Task to carry out: Reproduce exactly, and only, the lines running from the start of the entries below to the line containing "buffers when their".

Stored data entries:
◆ ◆ ◆ ◆
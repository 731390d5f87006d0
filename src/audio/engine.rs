// Audio engine - cpal output stream for metronome clicks
//
// The callback is real-time: no allocation, no blocking locks, no I/O.
// Tone requests arrive over a lock-free ring buffer as absolute sample
// positions; the callback mixes pre-generated click buffers when their
// start sample comes due. Requests are fire-and-forget - once pushed they
// play out, so stopping playback means not scheduling new ones.
//
// The stream's preferred sample format is detected at startup (F32 is
// native; I16/U16 devices get converted via cpal's FromSample).

use cpal::traits::{DeviceTrait, HostTrait, StreamTrait};
use cpal::{Device, FromSample, SampleFormat, SizedSample, Stream, StreamConfig};
use ringbuf::traits::{Consumer, Producer};

use crate::audio::click::{ClickSound, ClickType};
use crate::audio::timing::AudioTiming;
use crate::messaging::channels::{ClickConsumer, ClickProducer, ScheduledClick};
use crate::sequencer::scheduler::ToneSink;

/// Upper bound on simultaneously sounding clicks.
/// At 300 BPM with 16 subdivisions, pulses are 12.5 ms apart and clicks are
/// 50 ms long, so at most four or five overlap; 32 leaves generous headroom.
const MAX_CLICK_VOICES: usize = 32;

/// Audio engine errors - all fatal for the stream, none for the sequence data
#[derive(Debug, thiserror::Error)]
pub enum AudioError {
    #[error("no audio output device found")]
    NoDevice,

    #[error("failed to query the output configuration: {0}")]
    Config(#[from] cpal::DefaultStreamConfigError),

    #[error("failed to build the output stream: {0}")]
    BuildStream(#[from] cpal::BuildStreamError),

    #[error("failed to start the output stream: {0}")]
    PlayStream(#[from] cpal::PlayStreamError),

    #[error("unsupported sample format: {0:?}")]
    UnsupportedFormat(SampleFormat),
}

/// Mixes pending click voices into mono frames
///
/// Owned by the audio callback. `add` drops requests beyond the voice cap
/// instead of growing, keeping the callback allocation-free.
struct ClickMixer {
    sound: ClickSound,
    voices: Vec<ScheduledClick>,
}

impl ClickMixer {
    fn new(sound: ClickSound) -> Self {
        Self {
            sound,
            voices: Vec::with_capacity(MAX_CLICK_VOICES),
        }
    }

    fn add(&mut self, request: ScheduledClick) {
        if self.voices.len() < MAX_CLICK_VOICES {
            self.voices.push(request);
        }
    }

    /// Mixed sample value at the given absolute sample position
    fn sample_at(&self, position: u64) -> f32 {
        let mut mixed = 0.0;
        for voice in &self.voices {
            if position >= voice.start_sample {
                let offset = (position - voice.start_sample) as usize;
                if let Some(sample) = self.sound.get(voice.click).get(offset) {
                    mixed += sample;
                }
            }
        }
        mixed.clamp(-1.0, 1.0)
    }

    /// Drop voices fully played out before `position`
    fn retire_before(&mut self, position: u64) {
        let click_len = self.sound.len_samples() as u64;
        self.voices
            .retain(|voice| voice.start_sample + click_len > position);
    }
}

/// cpal-backed audio engine
///
/// Keeps the stream alive and exposes the shared timing clock. The stream
/// is not Send on every platform, so the engine stays on the thread that
/// created it.
pub struct AudioEngine {
    _device: Device,
    _stream: Stream,
    timing: AudioTiming,
}

impl AudioEngine {
    pub fn new(click_rx: ClickConsumer) -> Result<Self, AudioError> {
        let host = cpal::default_host();
        let device = host.default_output_device().ok_or(AudioError::NoDevice)?;

        let supported_config = device.default_output_config()?;
        let sample_format = supported_config.sample_format();
        let sample_rate = supported_config.sample_rate().0 as f32;
        let channels = supported_config.channels() as usize;
        let config: StreamConfig = supported_config.into();

        let timing = AudioTiming::new(sample_rate);
        let mixer = ClickMixer::new(ClickSound::new(sample_rate));

        let stream = match sample_format {
            SampleFormat::F32 => {
                Self::build_stream::<f32>(&device, &config, channels, click_rx, timing.clone(), mixer)
            }
            SampleFormat::I16 => {
                Self::build_stream::<i16>(&device, &config, channels, click_rx, timing.clone(), mixer)
            }
            SampleFormat::U16 => {
                Self::build_stream::<u16>(&device, &config, channels, click_rx, timing.clone(), mixer)
            }
            other => return Err(AudioError::UnsupportedFormat(other)),
        }?;

        stream.play()?;

        Ok(Self {
            _device: device,
            _stream: stream,
            timing,
        })
    }

    fn build_stream<T>(
        device: &Device,
        config: &StreamConfig,
        channels: usize,
        mut click_rx: ClickConsumer,
        timing: AudioTiming,
        mut mixer: ClickMixer,
    ) -> Result<Stream, AudioError>
    where
        T: SizedSample + FromSample<f32>,
    {
        let stream = device.build_output_stream(
            config,
            move |data: &mut [T], _: &cpal::OutputCallbackInfo| {
                while let Some(request) = click_rx.try_pop() {
                    mixer.add(request);
                }

                let block_start = timing.current_sample();
                let frames = data.len() / channels;

                for (frame_index, frame) in data.chunks_mut(channels).enumerate() {
                    let mixed = mixer.sample_at(block_start + frame_index as u64);
                    let value = T::from_sample(mixed);
                    for out in frame.iter_mut() {
                        *out = value;
                    }
                }

                mixer.retire_before(block_start + frames as u64);
                timing.advance(frames);
            },
            move |err| {
                eprintln!("Audio stream error: {}", err);
            },
            None,
        )?;

        Ok(stream)
    }

    /// Shared clock in the stream's time base
    pub fn timing(&self) -> AudioTiming {
        self.timing.clone()
    }

    pub fn sample_rate(&self) -> f32 {
        self.timing.sample_rate()
    }
}

/// Producer side of the click channel, as seen by the scheduler
pub struct ToneOutput {
    tx: ClickProducer,
    timing: AudioTiming,
}

impl ToneOutput {
    pub fn new(tx: ClickProducer, timing: AudioTiming) -> Self {
        Self { tx, timing }
    }
}

impl ToneSink for ToneOutput {
    fn schedule_tone(&mut self, at: f64, click: ClickType) {
        let start_sample = self.timing.seconds_to_samples(at);
        // A full queue means the callback has stalled; dropping the click is
        // safer than blocking the tick thread
        let _ = self.tx.try_push(ScheduledClick {
            start_sample,
            click,
        });
    }
}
◆ ◆ ◆ ◆
Task output:
repository 731390d5f87006d0
filename src/audio/engine.rs
// Audio engine - cpal output stream for metronome clicks
//
// The callback is real-time: no allocation, no blocking locks, no I/O.
// Tone requests arrive over a lock-free ring buffer as absolute sample
// positions; the callback mixes pre-generated click buffers when their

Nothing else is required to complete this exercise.